ABOUT THIS EXERCISE. What lines of the data include the string "println"? Copy them all.

[Stored data]
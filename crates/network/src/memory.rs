//! In-process network.
//!
//! Nodes register under their advertised address and reach each other through
//! [`MemoryTransport`] handles by calling the target node's request handlers
//! directly. Used to run multi-node scenarios without sockets.

use async_trait::async_trait;
use pychain_protocol::{
    address_host, BroadcastAck, JoinRequest, JoinResponse, LeaveRequest, MessageEnvelope,
    StatusResponse, SyncRequest, SyncResponse,
};
use std::collections::{HashMap, HashSet};
use std::sync::{Arc, Weak};
use tokio::sync::RwLock;

use crate::node::{NodeError, PychainNode};
use crate::transport::{PeerTransport, TransportError};

/// Registry of in-process nodes, keyed by address.
#[derive(Default)]
pub struct MemoryNetwork {
    nodes: RwLock<HashMap<String, Weak<PychainNode>>>,
    partitioned: RwLock<HashSet<String>>,
    /// (from, to) of every broadcast that reached a node
    broadcasts: RwLock<Vec<(String, String)>>,
}

impl MemoryNetwork {
    pub fn new() -> Arc<Self> {
        Arc::new(Self::default())
    }

    /// Transport for the node that will be reachable at `local_address`.
    pub fn connect(self: &Arc<Self>, local_address: &str) -> Arc<MemoryTransport> {
        Arc::new(MemoryTransport {
            network: self.clone(),
            local_address: local_address.to_string(),
        })
    }

    pub async fn register(&self, address: &str, node: &Arc<PychainNode>) {
        self.nodes
            .write()
            .await
            .insert(address.to_string(), Arc::downgrade(node));
    }

    /// Make `address` unreachable (or reachable again) for everyone.
    pub async fn set_reachable(&self, address: &str, reachable: bool) {
        let mut partitioned = self.partitioned.write().await;
        if reachable {
            partitioned.remove(address);
        } else {
            partitioned.insert(address.to_string());
        }
    }

    /// Broadcast sends delivered so far, in order.
    pub async fn broadcast_log(&self) -> Vec<(String, String)> {
        self.broadcasts.read().await.clone()
    }

    async fn resolve(&self, address: &str) -> Result<Arc<PychainNode>, TransportError> {
        let unreachable = |reason: &str| TransportError::Unreachable {
            address: address.to_string(),
            reason: reason.to_string(),
        };

        if self.partitioned.read().await.contains(address) {
            return Err(unreachable("partitioned"));
        }

        self.nodes
            .read()
            .await
            .get(address)
            .and_then(Weak::upgrade)
            .ok_or_else(|| unreachable("no node listening"))
    }
}

/// One node's view of a [`MemoryNetwork`].
pub struct MemoryTransport {
    network: Arc<MemoryNetwork>,
    local_address: String,
}

impl MemoryTransport {
    fn rejected(address: &str, error: NodeError) -> TransportError {
        let status = match error {
            NodeError::NotJoined => 503,
            NodeError::InvalidRequest { .. } => 400,
            NodeError::UnknownPeer { .. } => 404,
            NodeError::Config { .. } | NodeError::Storage { .. } => 500,
        };
        TransportError::Rejected {
            address: address.to_string(),
            status,
        }
    }
}

#[async_trait]
impl PeerTransport for MemoryTransport {
    async fn status(&self, address: &str) -> Result<StatusResponse, TransportError> {
        let node = self.network.resolve(address).await?;
        node.status().await.map_err(|e| Self::rejected(address, e))
    }

    async fn join(
        &self,
        address: &str,
        request: JoinRequest,
    ) -> Result<JoinResponse, TransportError> {
        let node = self.network.resolve(address).await?;
        node.handle_join(request, address_host(&self.local_address))
            .await
            .map_err(|e| Self::rejected(address, e))
    }

    async fn sync(
        &self,
        address: &str,
        request: SyncRequest,
    ) -> Result<SyncResponse, TransportError> {
        let node = self.network.resolve(address).await?;
        node.handle_sync(request)
            .await
            .map_err(|e| Self::rejected(address, e))
    }

    async fn broadcast(
        &self,
        address: &str,
        envelope: MessageEnvelope,
    ) -> Result<BroadcastAck, TransportError> {
        let node = self.network.resolve(address).await?;
        self.network
            .broadcasts
            .write()
            .await
            .push((self.local_address.clone(), address.to_string()));
        node.handle_broadcast(envelope)
            .await
            .map_err(|e| Self::rejected(address, e))
    }

    async fn leave(&self, address: &str, request: LeaveRequest) -> Result<(), TransportError> {
        let node = self.network.resolve(address).await?;
        node.handle_leave(request).await;
        Ok(())
    }

    async fn observed_host(&self, address: &str) -> Result<String, TransportError> {
        self.network.resolve(address).await?;
        Ok(address_host(&self.local_address).to_string())
    }
}
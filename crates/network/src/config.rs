//! Node configuration.
//!
//! Plain values handed to the engine by whoever loads them (the CLI reads
//! arguments and environment variables). [`NodeConfig::validate`] must pass
//! before a node is opened.

use pychain_protocol::{validate_address, BOOT_NODE_CAPABILITY};
use serde::{Deserialize, Serialize};
use std::collections::BTreeSet;
use std::net::SocketAddr;
use std::path::PathBuf;
use std::time::Duration;
use thiserror::Error;

use crate::bootstrap::BootstrapConfig;
use crate::gossip::{GossipConfig, DEFAULT_DELIVERY_CAPACITY};
use crate::identity::GuidPolicy;
use crate::sync::SyncConfig;

#[derive(Error, Debug, PartialEq, Eq)]
pub enum ConfigError {
    #[error("Invalid boot node address '{address}': {reason}")]
    InvalidBootNode { address: String, reason: String },

    #[error("Invalid advertise address '{address}': {reason}")]
    InvalidAdvertiseAddress { address: String, reason: String },

    #[error("Invalid value for {field}: {reason}")]
    InvalidValue { field: &'static str, reason: String },
}

/// Configuration for a pychain node
#[derive(Debug, Clone, PartialEq, Eq, Serialize, Deserialize)]
#[serde(default)]
pub struct NodeConfig {
    /// Address the HTTP server binds to
    pub listen_addr: SocketAddr,
    /// Address other nodes should use; derived from the boot nodes' view if unset
    pub advertise_address: Option<String>,
    /// Directory of the sled database
    pub storage_dir: PathBuf,
    /// Boot node addresses (host:port)
    pub boot_nodes: Vec<String>,
    /// Advertise the boot-node capability
    pub is_boot_node: bool,
    pub guid_policy: GuidPolicy,
    pub max_boot_nodes: usize,
    pub network_sync_interval_secs: u64,
    pub network_sync_jitter_secs: u64,
    /// Sync cycles between address checks
    pub address_check_frequency: u64,
    pub peer_timeout_ms: u64,
    pub max_failures: u32,
    pub max_peers: usize,
    pub max_sync_peers: usize,
    pub seen_capacity: usize,
    pub seen_ttl_secs: u64,
    /// Deliveries queued for the application before new ones are dropped
    pub delivery_capacity: usize,
    /// Extra capabilities advertised in our peer record
    pub capabilities: BTreeSet<String>,
}

impl Default for NodeConfig {
    fn default() -> Self {
        Self {
            listen_addr: SocketAddr::from(([0, 0, 0, 0], 8000)),
            advertise_address: None,
            storage_dir: PathBuf::from(".pychain"),
            boot_nodes: Vec::new(),
            is_boot_node: false,
            guid_policy: GuidPolicy::default(),
            max_boot_nodes: 3,
            network_sync_interval_secs: 60,
            network_sync_jitter_secs: 30,
            address_check_frequency: 25,
            peer_timeout_ms: 1000,
            max_failures: 3,
            max_peers: 32,
            max_sync_peers: 16,
            seen_capacity: 4096,
            seen_ttl_secs: 600,
            delivery_capacity: DEFAULT_DELIVERY_CAPACITY,
            capabilities: BTreeSet::new(),
        }
    }
}

impl NodeConfig {
    pub fn validate(&self) -> Result<(), ConfigError> {
        for address in &self.boot_nodes {
            validate_address(address).map_err(|e| ConfigError::InvalidBootNode {
                address: address.clone(),
                reason: e.to_string(),
            })?;
        }

        if let Some(address) = &self.advertise_address {
            validate_address(address).map_err(|e| ConfigError::InvalidAdvertiseAddress {
                address: address.clone(),
                reason: e.to_string(),
            })?;
        }

        positive("max_boot_nodes", self.max_boot_nodes as u64)?;
        positive("network_sync_interval_secs", self.network_sync_interval_secs)?;
        positive("address_check_frequency", self.address_check_frequency)?;
        positive("peer_timeout_ms", self.peer_timeout_ms)?;
        positive("max_failures", u64::from(self.max_failures))?;
        positive("max_peers", self.max_peers as u64)?;
        positive("max_sync_peers", self.max_sync_peers as u64)?;
        positive("seen_capacity", self.seen_capacity as u64)?;
        positive("seen_ttl_secs", self.seen_ttl_secs)?;
        positive("delivery_capacity", self.delivery_capacity as u64)?;

        Ok(())
    }

    pub fn peer_timeout(&self) -> Duration {
        Duration::from_millis(self.peer_timeout_ms)
    }

    /// Capabilities advertised in our own peer record.
    pub fn advertised_capabilities(&self) -> BTreeSet<String> {
        let mut capabilities = self.capabilities.clone();
        if self.is_boot_node {
            capabilities.insert(BOOT_NODE_CAPABILITY.to_string());
        }
        capabilities
    }

    /// Address to advertise before anyone has told us how we look from outside.
    pub fn initial_address(&self) -> String {
        match &self.advertise_address {
            Some(address) => address.clone(),
            None if self.listen_addr.ip().is_unspecified() => {
                format!("127.0.0.1:{}", self.listen_addr.port())
            }
            None => self.listen_addr.to_string(),
        }
    }

    pub fn bootstrap_config(&self) -> BootstrapConfig {
        BootstrapConfig {
            boot_nodes: self.boot_nodes.clone(),
            max_boot_nodes: self.max_boot_nodes,
            peer_timeout: self.peer_timeout(),
            ..Default::default()
        }
    }

    pub fn sync_config(&self) -> SyncConfig {
        SyncConfig {
            interval: Duration::from_secs(self.network_sync_interval_secs),
            jitter: Duration::from_secs(self.network_sync_jitter_secs),
            peer_timeout: self.peer_timeout(),
            address_check_frequency: self.address_check_frequency,
            max_sync_peers: self.max_sync_peers,
            max_peers: self.max_peers,
        }
    }

    pub fn gossip_config(&self) -> GossipConfig {
        GossipConfig {
            peer_timeout: self.peer_timeout(),
            seen_capacity: self.seen_capacity,
            seen_ttl: Duration::from_secs(self.seen_ttl_secs),
            delivery_capacity: self.delivery_capacity,
        }
    }
}

fn positive(field: &'static str, value: u64) -> Result<(), ConfigError> {
    if value == 0 {
        return Err(ConfigError::InvalidValue {
            field,
            reason: "must be greater than zero".to_string(),
        });
    }
    Ok(())
}
//! Protocol errors module

use thiserror::Error;

/// Protocol-level errors
#[derive(Error, Debug)]
pub enum ProtocolError {
    #[error("Serialization error: {source}")]
    SerializationError { source: serde_json::Error },

    #[error("Invalid format: {reason}")]
    InvalidFormat { reason: String },

    #[error("Validation failed: {reason}")]
    ValidationFailed { reason: String },
}

impl From<serde_json::Error> for ProtocolError {
    fn from(err: serde_json::Error) -> Self {
        ProtocolError::SerializationError { source: err }
    }
}
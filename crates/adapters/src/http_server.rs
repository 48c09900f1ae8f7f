//! HTTP server.
//!
//! Serves the node API over axum: the `/api/v1/*` read endpoints for clients
//! and the `/network/*` endpoints other nodes call.

use axum::{
    extract::{ConnectInfo, Path, State},
    http::StatusCode,
    response::{IntoResponse, Response},
    routing::{get, post},
    Json, Router,
};
use pychain_network::{NodeError, PychainNode};
use pychain_protocol::{
    AddressResponse, BootNodeResponse, BroadcastAck, DeliveryReport, Guid, JoinRequest,
    JoinResponse, LeaveRequest, MembershipView, MessageBody, MessageEnvelope, StatusResponse,
    SyncRequest, SyncResponse, VersionResponse,
};
use serde_json::json;
use std::future::Future;
use std::net::SocketAddr;
use std::sync::Arc;
use tokio::net::TcpListener;
use tracing::{debug, info, warn};

/// Configuration for the HTTP server.
#[derive(Debug, Clone)]
pub struct ServerConfig {
    pub listen_addr: SocketAddr,
}

impl Default for ServerConfig {
    fn default() -> Self {
        Self {
            listen_addr: SocketAddr::from(([0, 0, 0, 0], 8000)),
        }
    }
}

/// [`NodeError`] as an HTTP response.
#[derive(Debug)]
pub struct ApiError(NodeError);

impl From<NodeError> for ApiError {
    fn from(e: NodeError) -> Self {
        ApiError(e)
    }
}

impl IntoResponse for ApiError {
    fn into_response(self) -> Response {
        let status = match &self.0 {
            NodeError::NotJoined => StatusCode::SERVICE_UNAVAILABLE,
            NodeError::InvalidRequest { .. } => StatusCode::BAD_REQUEST,
            NodeError::UnknownPeer { .. } => StatusCode::NOT_FOUND,
            NodeError::Config { .. } | NodeError::Storage { .. } => {
                StatusCode::INTERNAL_SERVER_ERROR
            }
        };

        if status.is_server_error() {
            warn!("Request failed: {}", self.0);
        } else {
            debug!("Request rejected: {}", self.0);
        }

        (status, Json(json!({ "error": self.0.to_string() }))).into_response()
    }
}

type ApiResult<T> = Result<Json<T>, ApiError>;

/// HTTP front end of a node.
pub struct HttpServer {
    config: ServerConfig,
    node: Arc<PychainNode>,
}

impl HttpServer {
    pub fn new(config: ServerConfig, node: Arc<PychainNode>) -> Self {
        Self { config, node }
    }

    pub fn config(&self) -> &ServerConfig {
        &self.config
    }

    /// Router with every endpoint, bound to this server's node.
    pub fn router(&self) -> Router {
        router(self.node.clone())
    }

    /// Bind the listen address and serve until `shutdown` completes.
    pub async fn run<F>(&self, shutdown: F) -> std::io::Result<()>
    where
        F: Future<Output = ()> + Send + 'static,
    {
        let listener = TcpListener::bind(self.config.listen_addr).await?;
        self.serve(listener, shutdown).await
    }

    /// Serve on an already bound listener.
    pub async fn serve<F>(&self, listener: TcpListener, shutdown: F) -> std::io::Result<()>
    where
        F: Future<Output = ()> + Send + 'static,
    {
        info!("HTTP server listening on {}", listener.local_addr()?);

        axum::serve(
            listener,
            self.router()
                .into_make_service_with_connect_info::<SocketAddr>(),
        )
        .with_graceful_shutdown(shutdown)
        .await
    }
}

/// Build the node API router.
///
/// Handlers that need the caller's address read [`ConnectInfo`], so the
/// router must be served with `into_make_service_with_connect_info`.
pub fn router(node: Arc<PychainNode>) -> Router {
    Router::new()
        .route("/api/v1/status", get(status))
        .route("/api/v1/peers", get(peers))
        .route("/api/v1/my-ip", get(my_ip))
        .route("/api/v1/version", get(version))
        .route("/api/v1/is-boot-node", get(is_boot_node))
        .route("/api/v1/nodes/:guid", get(lookup))
        .route("/api/v1/broadcast", post(originate))
        .route("/network/join", post(join))
        .route("/network/sync", post(sync))
        .route("/network/broadcast", post(broadcast))
        .route("/network/leave", post(leave))
        .with_state(node)
}

async fn status(State(node): State<Arc<PychainNode>>) -> ApiResult<StatusResponse> {
    Ok(Json(node.status().await?))
}

async fn peers(State(node): State<Arc<PychainNode>>) -> Json<MembershipView> {
    Json(node.peers().await)
}

async fn my_ip(ConnectInfo(remote): ConnectInfo<SocketAddr>) -> Json<AddressResponse> {
    Json(AddressResponse {
        address: remote.ip().to_string(),
    })
}

async fn version(State(node): State<Arc<PychainNode>>) -> Json<VersionResponse> {
    Json(node.version())
}

async fn is_boot_node(State(node): State<Arc<PychainNode>>) -> Json<BootNodeResponse> {
    Json(BootNodeResponse {
        is_boot_node: node.is_boot_node(),
    })
}

async fn lookup(
    State(node): State<Arc<PychainNode>>,
    Path(guid): Path<String>,
) -> ApiResult<AddressResponse> {
    let guid = Guid::parse(&guid).map_err(|source| NodeError::InvalidRequest { source })?;
    let address = node.lookup(&guid).await?;
    Ok(Json(AddressResponse { address }))
}

async fn originate(
    State(node): State<Arc<PychainNode>>,
    Json(body): Json<MessageBody>,
) -> ApiResult<DeliveryReport> {
    Ok(Json(node.originate(body).await?))
}

async fn join(
    State(node): State<Arc<PychainNode>>,
    ConnectInfo(remote): ConnectInfo<SocketAddr>,
    Json(request): Json<JoinRequest>,
) -> ApiResult<JoinResponse> {
    let remote_host = remote.ip().to_string();
    Ok(Json(node.handle_join(request, &remote_host).await?))
}

async fn sync(
    State(node): State<Arc<PychainNode>>,
    Json(request): Json<SyncRequest>,
) -> ApiResult<SyncResponse> {
    Ok(Json(node.handle_sync(request).await?))
}

async fn broadcast(
    State(node): State<Arc<PychainNode>>,
    Json(envelope): Json<MessageEnvelope>,
) -> ApiResult<BroadcastAck> {
    Ok(Json(node.handle_broadcast(envelope).await?))
}

async fn leave(
    State(node): State<Arc<PychainNode>>,
    Json(request): Json<LeaveRequest>,
) -> Json<serde_json::Value> {
    node.handle_leave(request).await;
    Json(json!({}))
}
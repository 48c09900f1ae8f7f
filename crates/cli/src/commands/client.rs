//! Client commands: query a running node or have it originate a broadcast.

use anyhow::{bail, Context, Result};
use clap::Args;
use pychain_adapters::HttpTransport;
use pychain_network::PeerTransport;
use pychain_protocol::MessageBody;
use serde_json::Value;
use std::collections::BTreeMap;
use std::time::Duration;

/// Client-side request timeout; generous compared to peer contacts since
/// `broadcast` waits for the whole fan-out.
const CLIENT_TIMEOUT: Duration = Duration::from_secs(10);

#[derive(Args, Debug, Clone)]
pub struct QueryArgs {
    /// Node address (host:port)
    #[arg(default_value = "127.0.0.1:8000")]
    pub address: String,
}

#[derive(Args, Debug, Clone)]
pub struct BroadcastArgs {
    /// Node address (host:port)
    pub address: String,
    /// Opaque payload
    #[arg(long, conflicts_with = "event", required_unless_present = "event")]
    pub data: Option<String>,
    /// Event name
    #[arg(long)]
    pub event: Option<String>,
    /// Positional event argument as JSON (repeatable)
    #[arg(long = "arg", requires = "event")]
    pub args: Vec<String>,
    /// Keyword event argument as KEY=JSON (repeatable)
    #[arg(long = "kwarg", requires = "event")]
    pub kwargs: Vec<String>,
}

impl BroadcastArgs {
    pub fn body(&self) -> Result<MessageBody> {
        if let Some(data) = &self.data {
            return Ok(MessageBody::opaque(data.clone()));
        }

        let Some(event) = &self.event else {
            bail!("Either --data or --event is required");
        };

        let args = self
            .args
            .iter()
            .map(|a| parse_json_value(a))
            .collect::<Result<Vec<_>>>()?;

        let kwargs = self
            .kwargs
            .iter()
            .map(|kv| parse_kwarg(kv))
            .collect::<Result<BTreeMap<_, _>>>()?;

        Ok(MessageBody::Event {
            event: event.clone(),
            args,
            kwargs,
        })
    }
}

/// JSON if it parses, otherwise the raw text as a string.
fn parse_json_value(raw: &str) -> Result<Value> {
    Ok(serde_json::from_str(raw).unwrap_or_else(|_| Value::String(raw.to_string())))
}

fn parse_kwarg(raw: &str) -> Result<(String, Value)> {
    let (key, value) = raw
        .split_once('=')
        .with_context(|| format!("Invalid keyword argument '{}'. Expected KEY=VALUE", raw))?;

    if key.is_empty() {
        bail!("Keyword argument '{}' has an empty key", raw);
    }

    Ok((key.to_string(), parse_json_value(value)?))
}

/// `pychain status`
pub async fn execute_status_command(args: QueryArgs) -> Result<()> {
    let status = HttpTransport::new(CLIENT_TIMEOUT)
        .status(&args.address)
        .await
        .with_context(|| format!("Failed to query {}", args.address))?;

    println!("📈 Node Status:");
    println!("   GUID: {}", status.guid);
    println!("   Address: {}", status.address);
    println!("   Known peers: {}", status.peer_count);
    println!("   Boot node: {}", status.is_boot_node);
    println!("   Version: {}", status.version);
    Ok(())
}

/// `pychain peers`
pub async fn execute_peers_command(args: QueryArgs) -> Result<()> {
    let view = HttpTransport::new(CLIENT_TIMEOUT)
        .peers(&args.address)
        .await
        .with_context(|| format!("Failed to query {}", args.address))?;

    println!("🤝 {} known peers:", view.len());
    for peer in view.iter() {
        println!(
            "   {}  {}  last seen {}  failures {}",
            peer.guid,
            peer.address,
            peer.last_seen.to_rfc3339(),
            peer.failure_count
        );
    }
    Ok(())
}

/// `pychain broadcast`
pub async fn execute_broadcast_command(args: BroadcastArgs) -> Result<()> {
    let body = args.body()?;
    let report = HttpTransport::new(CLIENT_TIMEOUT)
        .originate(&args.address, &body)
        .await
        .with_context(|| format!("Failed to broadcast through {}", args.address))?;

    if let Some(key) = &report.key {
        println!("📣 Broadcast {}", key);
    }
    println!(
        "   Delivered to {}/{} peers",
        report.delivered.len(),
        report.attempted
    );
    for guid in &report.failed {
        println!("   ⚠️  {} did not answer", guid);
    }
    Ok(())
}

EXERCISE OUTPUT.
    println!("📈 Node Status:");
    println!("   GUID: {}", status.guid);
    println!("   Address: {}", status.address);
    println!("   Known peers: {}", status.peer_count);
    println!("   Boot node: {}", status.is_boot_node);
    println!("   Version: {}", status.version);
    println!("🤝 {} known peers:", view.len());
        println!(
        println!("📣 Broadcast {}", key);
    println!(
        println!("   ⚠️  {} did not answer", guid);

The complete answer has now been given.